How can i convert it into a readable format?

thanks in advance

Answer 1

2

The "data" dissector in Wireshark is a fallback that just displays the hex values when no other dissector can be found that will dissect the data correctly.

There are a few reasons why the "data" isn't being dissected:

The data is from a protocol that Wireshark doesn't currently support. Someone will need to write a dissector for it.
The data is from a protocol that is supported by Wireshark, but it's on a non-standard port or transport that isn't supported or configured by your copy of Wireshark. If you know what the data is meant to be, then you might try using "Decode As ..." to dissect the data.
Thee data is from a protocol that is supported by Wireshark, but the heuristic detection of it fails for some reason.
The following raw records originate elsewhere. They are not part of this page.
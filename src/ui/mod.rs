//! 演示窗口

pub mod window;

pub use window::run_window;
use raster_demos::demos::slicesshadows::SlicesShadowsDemo;
use raster_demos::io::demo_settings::DemoDefaults;

fn main() {
    raster_demos::app::run("slicesshadows", DemoDefaults::default(), SlicesShadowsDemo::new);
}
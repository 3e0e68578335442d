use crate::core::frame_buffer::{DEPTH_CLEAR, RenderTarget, TargetPlanes};
use nalgebra::{Matrix4, Vector2, Vector3, Vector4};
use rayon::prelude::*;

/// 纯深度渲染目标，用作阴影贴图
#[derive(Debug)]
pub struct ShadowBuffer {
    pub width: usize,
    pub height: usize,
    depth_buffer: Vec<f32>,
}

impl ShadowBuffer {
    pub fn new(width: usize, height: usize) -> Self {
        Self {
            width,
            height,
            depth_buffer: vec![DEPTH_CLEAR; width * height],
        }
    }

    pub fn clear(&mut self) {
        self.depth_buffer
            .par_iter_mut()
            .for_each(|d| *d = DEPTH_CLEAR);
    }

    pub fn depth(&self, x: usize, y: usize) -> f32 {
        self.depth_buffer[y * self.width + x]
    }

    /// 深度比较采样（LEQUAL），2x2 双线性 PCF，边缘钳制
    ///
    /// 返回受光比例：1.0 完全受光，0.0 完全处于阴影中。
    pub fn sample_compare(&self, uv: Vector2<f32>, reference: f32) -> f32 {
        if self.width == 0 || self.height == 0 || reference > DEPTH_CLEAR {
            return 1.0;
        }
        let x = uv.x * self.width as f32 - 0.5;
        let y = uv.y * self.height as f32 - 0.5;
        let x0 = x.floor();
        let y0 = y.floor();
        let fx = x - x0;
        let fy = y - y0;

        let lit = |tx: f32, ty: f32| {
            let tx = (tx.max(0.0) as usize).min(self.width - 1);
            let ty = (ty.max(0.0) as usize).min(self.height - 1);
            if reference <= self.depth_buffer[ty * self.width + tx] {
                1.0
            } else {
                0.0
            }
        };

        let top = lit(x0, y0) * (1.0 - fx) + lit(x0 + 1.0, y0) * fx;
        let bottom = lit(x0, y0 + 1.0) * (1.0 - fx) + lit(x0 + 1.0, y0 + 1.0) * fx;
        top * (1.0 - fy) + bottom * fy
    }
}

impl RenderTarget for ShadowBuffer {
    fn planes(&mut self) -> TargetPlanes<'_> {
        TargetPlanes {
            width: self.width,
            height: self.height,
            color: None,
            depth: &mut self.depth_buffer,
        }
    }
}

/// 分层阴影缓冲（纹理数组），每层对应一个光源
#[derive(Debug)]
pub struct MultiShadowBuffer {
    layers: Vec<ShadowBuffer>,
}

impl MultiShadowBuffer {
    pub fn new(width: usize, height: usize, layers: usize) -> Self {
        Self {
            layers: (0..layers).map(|_| ShadowBuffer::new(width, height)).collect(),
        }
    }

    pub fn layer_count(&self) -> usize {
        self.layers.len()
    }

    pub fn layer(&self, index: usize) -> &ShadowBuffer {
        &self.layers[index]
    }

    /// 取出某一层作为绘制目标
    pub fn layer_mut(&mut self, index: usize) -> &mut ShadowBuffer {
        &mut self.layers[index]
    }

    pub fn clear(&mut self) {
        self.layers.iter_mut().for_each(ShadowBuffer::clear);
    }

    pub fn sample_compare(&self, layer: usize, uv: Vector2<f32>, reference: f32) -> f32 {
        self.layers
            .get(layer)
            .map_or(1.0, |buffer| buffer.sample_compare(uv, reference))
    }
}

/// 把世界坐标投影到光源空间，返回 (u, v, depth)
///
/// 与光栅化器的约定一致：u/v 原点在左上角，深度映射到 [0, 1]。
pub fn shadow_coord(light_view_projection: &Matrix4<f32>, world: &Vector3<f32>) -> Vector3<f32> {
    let clip: Vector4<f32> = light_view_projection * world.push(1.0);
    let w = if clip.w.abs() > 1e-8 { clip.w } else { 1e-8 };
    let ndc = clip.xyz() / w;
    Vector3::new(ndc.x * 0.5 + 0.5, 0.5 - ndc.y * 0.5, ndc.z * 0.5 + 0.5)
}

#[cfg(test)]
mod tests {
    use super::*;

    fn half_occluded() -> ShadowBuffer {
        // 左半边有遮挡物，深度 0.3
        let mut buffer = ShadowBuffer::new(4, 4);
        let planes = buffer.planes();
        for y in 0..4 {
            for x in 0..2 {
                planes.depth[y * 4 + x] = 0.3;
            }
        }
        buffer
    }

    #[test]
    fn compare_reports_lit_and_shadowed_texels() {
        let buffer = half_occluded();
        assert_eq!(buffer.sample_compare(Vector2::new(0.125, 0.5), 0.6), 0.0);
        assert_eq!(buffer.sample_compare(Vector2::new(0.875, 0.5), 0.6), 1.0);
        assert_eq!(buffer.sample_compare(Vector2::new(0.125, 0.5), 0.2), 1.0);
    }

    #[test]
    fn compare_filters_across_the_edge() {
        let buffer = half_occluded();
        let value = buffer.sample_compare(Vector2::new(0.5, 0.5), 0.6);
        assert!((value - 0.5).abs() < 1e-6);
    }

    #[test]
    fn beyond_far_plane_is_lit() {
        let buffer = half_occluded();
        assert_eq!(buffer.sample_compare(Vector2::new(0.1, 0.1), 1.5), 1.0);
    }

    #[test]
    fn layers_are_independent() {
        let mut multi = MultiShadowBuffer::new(2, 2, 3);
        multi.layer_mut(1).planes().depth.fill(0.1);
        assert_eq!(multi.layer_count(), 3);
        assert_eq!(multi.sample_compare(0, Vector2::new(0.5, 0.5), 0.5), 1.0);
        assert_eq!(multi.sample_compare(1, Vector2::new(0.5, 0.5), 0.5), 0.0);
        assert_eq!(multi.sample_compare(7, Vector2::new(0.5, 0.5), 0.5), 1.0);

        multi.clear();
        assert_eq!(multi.layer(1).depth(0, 0), DEPTH_CLEAR);
    }

    #[test]
    fn shadow_coord_maps_ndc_to_texture_space() {
        let identity = Matrix4::identity();
        let coord = shadow_coord(&identity, &Vector3::new(1.0, 1.0, 0.0));
        assert_eq!(coord, Vector3::new(1.0, 0.0, 0.5));
    }
}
Again "Decode As ..." might help.
Some other reason.

Do you know what the data is meant to represent? Can you show the packet tree for one of the frames with the hex data, rather than the hex data itself (Hint use File -> Export Packet Dissections -> As Plain Text, set the Packet Range to the Selected Packet and set the Packet Details droplist to "All Expanded") ?

answered 04 Jan '15, 02:19

grahamb ♦
19.8k●3●30●206
accept rate: 22%

i tried all "decode as" types but none of that solved my problem: its a packet from a android apk which always gives me an error. so, i tried to understand what data is beeing send to the server xxxxxxx. its a tcp packet.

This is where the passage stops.